++++ EXERCISE INPUT ++++

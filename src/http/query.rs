//! Zero-copy URL query string parser with flexible collection support.

use memchr::memchr;
use std::{collections::HashMap, error, fmt};

/// Zero-copy URL query string parser.
///
/// Provides high-performance parsing of URL query strings without allocating
/// new strings for parameter names and values.
///
/// Can be used to parse form data (application/x-www-form-urlencoded),
/// but **there is currently no decoder support (%20, %40, etc.)**,
/// due to zero-copy & zero-alloc.
/// URL decoding may be added in future versions via optional features.
///
/// # Examples
/// ```rust
/// use mingoose::query::Query;
/// use std::collections::HashMap;
///
/// // Parse into Vec (preserves order)
/// let query = b"name=john&age=25&city";
/// let vec_params: Vec<(&[u8], &[u8])> = Query::parse(query, 10).unwrap();
/// assert_eq!(vec_params.len(), 3);
///
/// // Parse into HashMap (deduplicates)
/// let hash_params: HashMap<&[u8], &[u8]> = Query::parse(query, 10).unwrap();
/// assert_eq!(hash_params.len(), 3);
///
/// // Handle limits
/// let result = Query::parse::<Vec<(&[u8], &[u8])>>(b"a=1&b=2", 1);
/// assert!(result.is_err()); // Exceeds limit of 1 parameter
/// ```
/// All possible formats:
/// ```rust
/// use mingoose::query::Query;
///
/// let query = b"debug&name=&=Qwe&key=sda&&";
/// let vec_params: Vec<(&[u8], &[u8])> = Query::parse(query, 10).unwrap();
///
/// assert_eq!(vec_params.len(), 5);
/// assert!(vec_params[0] == (b"debug", b""));
/// assert!(vec_params[1] == (b"name", b""));
/// assert!(vec_params[2] == (b"", b"Qwe"));
/// assert!(vec_params[3] == (b"key", b"sda"));
/// assert!(vec_params[4] == (b"", b""));
/// assert!(vec_params.get(5).is_none());
/// ```
pub struct Query;

impl Query {
    /// Parses a URL query string into a new collection.
    ///
    /// Helper method for parsing query strings into custom collections.
    /// Used internally by [Query::parse_into] for flexible parameter handling.
    ///
    /// # Type Parameters
    /// - `C`: Collection type implementing [QueryCollector]
    ///
    /// # Arguments
    /// - `query`: Raw bytes of the query string
    ///   (handles optional leading `?` automatically, so `?a=1` and `a=1` are equivalent)
    /// - `limit`: Maximum number of parameters to parse
    ///
    /// # Examples
    /// ```
    /// use mingoose::query::Query;
    /// use std::collections::HashMap;
    ///
    /// // Parse into Vec (preserves order)
    /// let params: Vec<(&[u8], &[u8])> = Query::parse(b"name=john&age=25", 10).unwrap();
    /// assert_eq!(params.len(), 2);
    ///
    /// // Parse into HashMap (deduplicates keys)
    /// let params: HashMap<&[u8], &[u8]> = Query::parse(b"key=1&key=2", 10).unwrap();
    /// assert_eq!(params.len(), 1); // only last value remains
    ///
    /// // Handle empty values and missing '='
    /// let params: Vec<(&[u8], &[u8])> = Query::parse(b"flag&empty=", 10).unwrap();
    /// assert!(params[0] == (b"flag", b""));
    /// assert!(params[1] == (b"empty", b""));
    /// ```
    #[inline(always)]
    pub fn parse<'a, C: QueryCollector<'a>>(query: &'a [u8], limit: usize) -> Result<C, Error> {
        let mut result = C::with_capacity(limit);
        Self::parse_into(&mut result, query, limit)?;
        Ok(result)
    }

    /// Parses a URL query string into an existing collection.
    ///
    /// This method allows reusing collection instances and provides more
    /// control over the parsing process.
    ///
    /// # Type Parameters
    /// - `C`: Collection type implementing [QueryCollector]
    ///
    /// # Arguments
    /// - `result`: Mutable reference to existing collection
    /// - `query`: Raw bytes of the query string
    /// - `limit`: Maximum number of parameters to parse
    ///
    /// # Examples
    /// ```
    /// use mingoose::query::Query;
    ///
    /// // Reuse collection for multiple parses
    /// let mut collector = Vec::new();
    ///
    /// Query::parse_into(&mut collector, b"a=1&b=2", 10).unwrap();
    /// assert_eq!(collector.len(), 2);
    ///
    /// Query::parse_into(&mut collector, b"c=3&d=4", 10).unwrap();
    /// assert_eq!(collector.len(), 4); // parameters are appended
    ///
    /// // Handle limits
    /// let mut collector = Vec::new();
    /// let result = Query::parse_into(&mut collector, b"a=1&b=2&c=3", 2);
    /// assert!(result.is_err()); // limit exceeded after 2 parameters
    ///
    /// // Parse form data with URL-encoded values (no decoding)
    /// let mut collector = Vec::new();
    /// Query::parse_into(&mut collector, b"email=user%40example.com", 10).unwrap();
    /// assert_eq!(collector[0].1, b"user%40example.com"); // raw bytes
    /// ```
    #[inline]
    pub fn parse_into<'a, C: QueryCollector<'a>>(
        result: &mut C,
        query: &'a [u8],
        limit: usize,
    ) -> Result<(), Error> {
        let data = match query.first().ok_or(Error::Empty)? {
            b'?' => &query[1..],
            _ => query,
        };

        let mut start = 0;
        while start < data.len() {
            // Check parameter limit
            if result.length() >= limit {
                return Err(Error::OverLimit(limit));
            }

            // Find next '&' or end of string
            let end = memchr(b'&', &data[start..])
                .map(|pos| start + pos)
                .unwrap_or(data.len());

            // Find '=' within current parameter segment
            let index = memchr(b'=', &data[start..end]).unwrap_or(end - start);
            let split_index = start + index;

            // Extract key and value
            let key = &data[start..split_index];
            let value = match split_index < end {
                true => &data[split_index + 1..end], // Has value after '='
                false => b"",                        // No value (key only)
            };

            result.add_param(key, value);
            start = end + 1;
        }

        Ok(())
    }
}

/// A trait for types that can collect parsed query parameters.
///
/// This trait allows flexible storage of URL query parameters while maintaining
/// zero-copy parsing. Implementors can choose how to store the key-value pairs.
///
/// # Lifetime
/// - `'a`: The lifetime of the input query string bytes
///
/// # Examples
/// ```rust
/// use mingoose::query::QueryCollector;
///
/// struct SimpleCollector(Vec<(String, String)>);
///
/// impl<'a> QueryCollector<'a> for SimpleCollector {
///     fn add_param(&mut self, key: &'a [u8], value: &'a [u8]) {
///         self.0.push((
///             String::from_utf8_lossy(key).to_string(),
///             String::from_utf8_lossy(value).to_string(),
///         ));
///     }
///
///     fn length(&self) -> usize {
///         self.0.len()
///     }
///
///     fn with_capacity(capacity: usize) -> Self {
///         SimpleCollector(Vec::with_capacity(capacity))
///     }
/// }
/// ```
pub trait QueryCollector<'a>
where
    Self: Sized,
{
    /// Adds a parsed parameter to the collection.
    ///
    /// # Arguments
    /// - `key`: The parameter name as bytes (empty if no value provided)
    /// - `value`: The parameter value as bytes (empty if no value provided)
    fn add_param(&mut self, key: &'a [u8], value: &'a [u8]);

    /// Returns the current number of parameters in the collection.
    // For `length` instead of `len`, thanks to `clippy` for the tip
    // about adding the `is_empty` method, although it's not needed here
    fn length(&self) -> usize;

    /// Creates a new collection with the specified capacity.
    ///
    /// # Arguments
    /// - `capacity`: The initial capacity for the collection
    fn with_capacity(capacity: usize) -> Self;
}

// Implementation for Vec - preserves parameter order
impl<'a> QueryCollector<'a> for Vec<(&'a [u8], &'a [u8])> {
    #[inline(always)]
    fn add_param(&mut self, key: &'a [u8], value: &'a [u8]) {
        self.push((key, value));
    }

    #[inline(always)]
    fn length(&self) -> usize {
        self.len()
    }

    #[inline(always)]
    fn with_capacity(capacity: usize) -> Self {
        Vec::with_capacity(capacity)
    }
}

// Implementation for HashMap - deduplicates parameters (last wins)
impl<'a> QueryCollector<'a> for HashMap<&'a [u8], &'a [u8]> {
    #[inline(always)]
    fn add_param(&mut self, key: &'a [u8], value: &'a [u8]) {
        self.insert(key, value);
    }

    #[inline(always)]
    fn length(&self) -> usize {
        self.len()
    }

    #[inline(always)]
    fn with_capacity(capacity: usize) -> Self {
        HashMap::with_capacity(capacity)
    }
}

/// Error types that can occur during query parsing.
///
/// This enum provides detailed error information for different failure scenarios
/// when parsing URL query strings.
#[derive(Debug, Clone, PartialEq, Eq)]
pub enum Error {
    /// The number of parameters exceeded the specified limit.
    ///
    /// This error occurs when the query string contains more parameters
    /// than the allowed maximum specified in the `limit` argument.
    ///
    /// # Fields
    /// - `0`: The maximum allowed number of parameters
    OverLimit(usize),

    /// The query string is empty or contains only a '?' character.
    ///
    /// This error occurs when the input query string has no meaningful content
    /// to parse (empty, or just "?").
    Empty,
}

impl error::Error for Error {}

impl fmt::Display for Error {
    fn fmt(&self, f: &mut fmt::Formatter<'_>) -> fmt::Result {
        match self {
            Error::OverLimit(limit) => {
                write!(f, "Query parameter limit exceeded: limit={}", limit)
            }
            Error::Empty => {
                write!(f, "Query string is empty or contains no parameters")
            }
        }
    }
}

#[cfg(test)]
mod tests {
    use super::*;
    use crate::tools::*;

    #[test]
    fn basic() {
        let cases = ["a=1&b=2", "?a=1&b=2"];

        for line in cases {
            let params: Vec<(&[u8], &[u8])> = Query::parse(line.as_bytes(), 8).unwrap();

            assert_eq!(params.len(), 2);
            assert_eq!(str_2(params[0]), ("a", "1"));
            assert_eq!(str_2(params[1]), ("b", "2"));
        }
    }

    #[test]
    fn full() {
        let line = b"flag&empty=&=val&&key=value";
        let params: Vec<(&[u8], &[u8])> = Query::parse(line, 10).unwrap();

        assert_eq!(params.len(), 5);
        assert_eq!(str_2(params[0]), ("flag", ""));
        assert_eq!(str_2(params[1]), ("empty", ""));
        assert_eq!(str_2(params[2]), ("", "val"));
        assert_eq!(str_2(params[3]), ("", ""));
        assert_eq!(str_2(params[4]), ("key", "value"));
    }

    #[test]
    fn not_complete() {
        let params: Vec<(&[u8], &[u8])> = Query::parse(b"flag&empty=&=val", 10).unwrap();

        assert_eq!(params.len(), 3);
        assert_eq!(str_2(params[0]), ("flag", ""));
        assert_eq!(str_2(params[1]), ("empty", ""));
        assert_eq!(str_2(params[2]), ("", "val"));
    }

    #[test]
    fn limit_error() {
        assert_eq!(
            Query::parse::<Vec<(&[u8], &[u8])>>(b"a&a", 1),
            Err(Error::OverLimit(1))
        );
    }

    #[test]
    fn empty_error() {
        assert_eq!(
            Query::parse::<Vec<(&[u8], &[u8])>>(b"", 10),
            Err(Error::Empty)
        );
    }
}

++++

EXERCISE AIM → The line above containing "let data = match", the line containing "if result.length() >= limit", and every line between them are to be transcribed exactly; no other line is wanted.

SOLUTION TO THE EXERCISE →
        let data = match query.first().ok_or(Error::Empty)? {
            b'?' => &query[1..],
            _ => query,
        };

        let mut start = 0;
        while start < data.len() {
            // Check parameter limit
            if result.length() >= limit {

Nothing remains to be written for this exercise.